95. This is the interaction sensitivity coefficient. This represents the permissions and interaction trigger coefficients of the j-th task node at time t.
8. The AI task readiness and completion detection and feedback system based on stage-level granularity according to claim 1, characterized in that, The multimodal interaction response module renders and updates the state of the visual interactive interface based on the state baseline, including adaptive layout rendering of the interactive interface, construction of the task flow topology map carrier, configuration of three interactive indicator units corresponding to each task stage, and synchronous update of the hierarchical light indicator status; the triggering of multimodal feedback receives user operation instructions and calls the permission interaction linkage algorithm to respond to the instructions, including interface highlighting triggering, pop-up prompting triggering, voice broadcasting triggering, vibration feedback triggering, real-time reception of user operation instructions, instruction validity verification, synchronization of verified instructions to the corresponding module, and refresh of the interactive interface status.

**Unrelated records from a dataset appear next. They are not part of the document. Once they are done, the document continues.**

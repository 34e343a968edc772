mod shared;
mod tui;
mod audio_api;
mod audio;
mod config;
mod loader;
mod middle;
mod pipeline;

use std::fs::File;
use std::path::PathBuf;
use std::time::Instant;
use crossterm::terminal;
use ratatui::backend::CrosstermBackend;
use ratatui::Terminal;

use audio::AudioContext;
use config::Config;
use middle::Middle;
use pipeline::project::ProjectState;
use shared::InputEvent;

const LOG_FILE: &str = "beatgrid.log";

fn main() {
    let args: Vec<String> = std::env::args().skip(1).collect();
    let verbose = args.iter().any(|a| a == "--verbose" || a == "-v");
    init_logging(verbose);

    let kit_dir = args
        .iter()
        .find(|a| !a.starts_with('-'))
        .map(PathBuf::from)
        .unwrap_or_else(|| PathBuf::from("samples"));

    if let Err(e) = run(kit_dir) {
        log::error!("fatal: {e:#}");
        eprintln!("Error: {:#}", e);
        std::process::exit(1);
    }
}

// The terminal is in raw mode while we run, so everything goes to a file.
fn init_logging(verbose: bool) {
    use simplelog::{ConfigBuilder, LevelFilter, WriteLogger};

    let level = if verbose { LevelFilter::Debug } else { LevelFilter::Info };
    match File::create(LOG_FILE) {
        Ok(file) => {
            let config = ConfigBuilder::new().set_time_format_rfc3339().build();
            let _ = WriteLogger::init(level, config, file);
        }
        Err(e) => eprintln!("could not create {LOG_FILE}: {e}"),
    }
    log::info!("beatgrid starting (log level: {level:?})");
}

fn run(kit_dir: PathBuf) -> anyhow::Result<()> {
    let config = Config::load(&kit_dir)?;
    let state = ProjectState::new(config.tempo(), config.swing());
    let mut middle = Middle::new(state, AudioContext::new(), config.lookahead_secs());

    // A missing sample only leaves its track silent.
    for (track, path) in config.kit_paths().into_iter().enumerate() {
        let Some(path) = path else { continue };
        match loader::sample_loader::load(&path, config.sample_rate()) {
            Ok((id, buffer)) => {
                log::info!("loaded {} as {id} ({} frames)", path.display(), buffer.len());
                middle.attach_sample(track, id, buffer);
            }
            Err(e) => log::warn!("track {track} has no sample: {e:#}"),
        }
    }

    terminal::enable_raw_mode()?;
    // Enable keyboard enhancement for real press/release detection.
    // Falls back gracefully if the terminal doesn't support it.
    let _ = crossterm::execute!(
        std::io::stdout(),
        crossterm::event::PushKeyboardEnhancementFlags(
            crossterm::event::KeyboardEnhancementFlags::REPORT_EVENT_TYPES
        )
    );
    let _guard = RawModeGuard; // auto drops when out of scope

    let backend = CrosstermBackend::new(std::io::stdout());
    let mut term = Terminal::new(backend)?;
    term.clear()?;

    let tick_rate = std::time::Duration::from_millis(16); // ~60fps
    let mut last_tick = Instant::now();
    let mut tui_state = tui::mode::TuiState::default();

    loop {
        let ds = middle.display_state();
        tui_state.selected_pitch = ds.selected_pitch;
        tui_state.selected_octave = ds.selected_octave;

        term.draw(|frame| {
            tui::view::render(frame, frame.area(), &ds, &tui_state);
        })?;

        let events = tui::input::poll_input(tick_rate, &mut tui_state)?;
        for event in events {
            if event == InputEvent::Quit {
                log::info!("quitting");
                drop(term);
                return Ok(());
            }
            middle.handle_input(event);
        }

        let elapsed = last_tick.elapsed().as_secs_f64();
        last_tick = Instant::now();
        middle.tick(elapsed);
    }
}

struct RawModeGuard;
impl Drop for RawModeGuard {
    fn drop(&mut self) {
        let _ = crossterm::execute!(
            std::io::stdout(),
            crossterm::event::PopKeyboardEnhancementFlags
        );
        let _ = terminal::disable_raw_mode();
    }
}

9. The AI task readiness and completion detection and feedback system based on stage-level granularity according to claim 1, characterized in that, The process configuration closed-loop optimization module visualizes and defines the task process topology, step rules, arbitration rules, and interaction configurations. It synchronizes the configuration parameters of the time-readiness quantification algorithm, topology convergence arbitration algorithm, and permission interaction linkage algorithm to the corresponding modules. It includes a drag-and-drop visual configuration interface, support for adding, removing, and adjusting task steps, support for building topology structures, support for defining step dependencies, support for setting arbitration rules, support for configuring interactive feedback methods, support for visual configuration of all parameters of the three types of algorithms, saving standardized process templates, generating task execution rule files, and synchronizing task execution rule files to the corresponding modules.

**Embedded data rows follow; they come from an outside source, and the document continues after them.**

use std::collections::BTreeMap;

use serde::{Deserialize, Serialize};
use tracing::{debug, trace};

use crate::error::{AsmError, Result};
use crate::source::{Instruction, SourceLine};

/// Address of the first instruction.
pub const BASE_ADDRESS: u32 = 0x0040_0000;
pub const INSTRUCTION_BYTES: u32 = 4;

/// Byte address of the instruction at `index`.
pub fn address_of(base: u32, index: usize) -> u32 {
    base.wrapping_add((index as u32).wrapping_mul(INSTRUCTION_BYTES))
}

/// Label name to byte address. Names are unique; redefinition is an error.
#[derive(Debug, Clone, Default, PartialEq, Eq, Serialize, Deserialize)]
#[serde(transparent)]
pub struct LabelTable {
    entries: BTreeMap<String, u32>,
}

impl LabelTable {
    pub fn new() -> Self {
        Self::default()
    }

    pub fn define(&mut self, name: &str, addr: u32) -> Result<()> {
        if self.entries.contains_key(name) {
            return Err(AsmError::DuplicateLabel {
                label: name.to_string(),
            });
        }
        self.entries.insert(name.to_string(), addr);
        Ok(())
    }

    pub fn get(&self, name: &str) -> Option<u32> {
        self.entries.get(name).copied()
    }

    pub fn contains(&self, name: &str) -> bool {
        self.entries.contains_key(name)
    }

    pub fn len(&self) -> usize {
        self.entries.len()
    }

    pub fn is_empty(&self) -> bool {
        self.entries.is_empty()
    }

    pub fn iter(&self) -> impl Iterator<Item = (&str, u32)> {
        self.entries.iter().map(|(k, v)| (k.as_str(), *v))
    }
}

/// Assign addresses from [`BASE_ADDRESS`], record labels and strip them.
pub fn resolve_labels(lines: &[SourceLine]) -> Result<(Vec<Instruction>, LabelTable)> {
    resolve_labels_at(lines, BASE_ADDRESS)
}

/// Like [`resolve_labels`] with an explicit base address.
///
/// Must run on the pseudo-expanded stream: indices here are final
/// machine-code slots. A label-only line binds to the next instruction's
/// address and does not take a slot itself.
pub fn resolve_labels_at(
    lines: &[SourceLine],
    base: u32,
) -> Result<(Vec<Instruction>, LabelTable)> {
    let mut labels = LabelTable::new();
    let mut code = Vec::with_capacity(lines.len());
    for line in lines {
        let addr = address_of(base, code.len());
        if let Some(name) = &line.label {
            labels
                .define(name, addr)
                .map_err(|e| e.at_line(line.line, line.to_string()))?;
            trace!(label = %name, addr, "label defined");
        }
        if let Some(instr) = &line.instruction {
            code.push(instr.clone());
        }
    }
    debug!(
        lines = lines.len(),
        instructions = code.len(),
        labels = labels.len(),
        "labels resolved"
    );
    Ok((code, labels))
}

10. The AI task readiness and completion detection and feedback system based on stage-level granularity according to claim 1, characterized in that, The process configuration closed-loop optimization module archives and indexes the entire process operation data, including receiving all operation data throughout the entire lifecycle, assigning a unique identifier ID to each task link, binding the operation data of the corresponding link throughout its entire lifecycle with the unique identifier ID, establishing a multi-dimensional structured index system, supporting full-link data retrieval, and supporting traceability report generation. The full operational data includes the full-cycle operational data output by the status acquisition standardization module, the topology readiness arbitration module, the process permission control module, and the multimodal interaction response module.